— Records from a dataset —

use async_trait::async_trait;
use sqlx::Row;
use uuid::Uuid;

use crate::{
    adapters::persistence::PostgresPersistence,
    app_error::{AppError, AppResult},
    application::use_cases::pricing::GoodsRepo,
    domain::entities::goods::{Goods, GoodsOption},
};

fn row_to_goods(row: &sqlx::postgres::PgRow) -> Goods {
    Goods {
        id: row.get("id"),
        name: row.get("name"),
        price_cents: row.get("price_cents"),
        created_at: row.get("created_at"),
    }
}

fn row_to_option(row: &sqlx::postgres::PgRow) -> GoodsOption {
    GoodsOption {
        id: row.get("id"),
        goods_id: row.get("goods_id"),
        name: row.get("name"),
        additional_price_cents: row.get("additional_price_cents"),
        created_at: row.get("created_at"),
    }
}

#[async_trait]
impl GoodsRepo for PostgresPersistence {
    async fn get(
        &self,
        goods_id: Uuid,
        option_id: Option<Uuid>,
    ) -> AppResult<(Goods, Option<GoodsOption>)> {
        let row = sqlx::query(
            "SELECT id, name, price_cents, created_at FROM goods WHERE id = $1",
        )
        .bind(goods_id)
        .fetch_optional(&self.pool)
        .await
        .map_err(AppError::from)?
        .ok_or(AppError::NotFound)?;
        let goods = row_to_goods(&row);

        let option = match option_id {
            None => None,
            Some(id) => {
                let row = sqlx::query(
                    "SELECT id, goods_id, name, additional_price_cents, created_at
                     FROM goods_options WHERE id = $1 AND goods_id = $2",
                )
                .bind(id)
                .bind(goods_id)
                .fetch_optional(&self.pool)
                .await
                .map_err(AppError::from)?
                .ok_or(AppError::NotFound)?;
                Some(row_to_option(&row))
            }
        };

        Ok((goods, option))
    }
}
use dotenvy::dotenv;

use subcycle::infra::{
    renewal_worker::run_renewal_loop,
    setup::{init_engine, init_tracing},
};

#[tokio::main]
async fn main() -> anyhow::Result<()> {
    dotenv().ok();
    init_tracing();

    let engine = init_engine().await?;

    let interval_secs = engine.config.renewal_interval_secs;
    run_renewal_loop(engine.scheduler.clone(), interval_secs).await;

    Ok(())
}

— Problem statement —
Please retype the entries above in full, exactly as they stand.

— Final answer —
use async_trait::async_trait;
use sqlx::Row;
use uuid::Uuid;

use crate::{
    adapters::persistence::PostgresPersistence,
    app_error::{AppError, AppResult},
    application::use_cases::pricing::GoodsRepo,
    domain::entities::goods::{Goods, GoodsOption},
};

fn row_to_goods(row: &sqlx::postgres::PgRow) -> Goods {
    Goods {
        id: row.get("id"),
        name: row.get("name"),
        price_cents: row.get("price_cents"),
        created_at: row.get("created_at"),
    }
}

fn row_to_option(row: &sqlx::postgres::PgRow) -> GoodsOption {
    GoodsOption {
        id: row.get("id"),
        goods_id: row.get("goods_id"),
        name: row.get("name"),
        additional_price_cents: row.get("additional_price_cents"),
        created_at: row.get("created_at"),
    }
}

#[async_trait]
impl GoodsRepo for PostgresPersistence {
    async fn get(
        &self,
        goods_id: Uuid,
        option_id: Option<Uuid>,
    ) -> AppResult<(Goods, Option<GoodsOption>)> {
        let row = sqlx::query(
            "SELECT id, name, price_cents, created_at FROM goods WHERE id = $1",
        )
        .bind(goods_id)
        .fetch_optional(&self.pool)
        .await
        .map_err(AppError::from)?
        .ok_or(AppError::NotFound)?;
        let goods = row_to_goods(&row);

        let option = match option_id {
            None => None,
            Some(id) => {
                let row = sqlx::query(
                    "SELECT id, goods_id, name, additional_price_cents, created_at
                     FROM goods_options WHERE id = $1 AND goods_id = $2",
                )
                .bind(id)
                .bind(goods_id)
                .fetch_optional(&self.pool)
                .await
                .map_err(AppError::from)?
                .ok_or(AppError::NotFound)?;
                Some(row_to_option(&row))
            }
        };

        Ok((goods, option))
    }
}
use dotenvy::dotenv;

use subcycle::infra::{
    renewal_worker::run_renewal_loop,
    setup::{init_engine, init_tracing},
};

#[tokio::main]
async fn main() -> anyhow::Result<()> {
    dotenv().ok();
    init_tracing();

    let engine = init_engine().await?;

    let interval_secs = engine.config.renewal_interval_secs;
    run_renewal_loop(engine.scheduler.clone(), interval_secs).await;

    Ok(())
}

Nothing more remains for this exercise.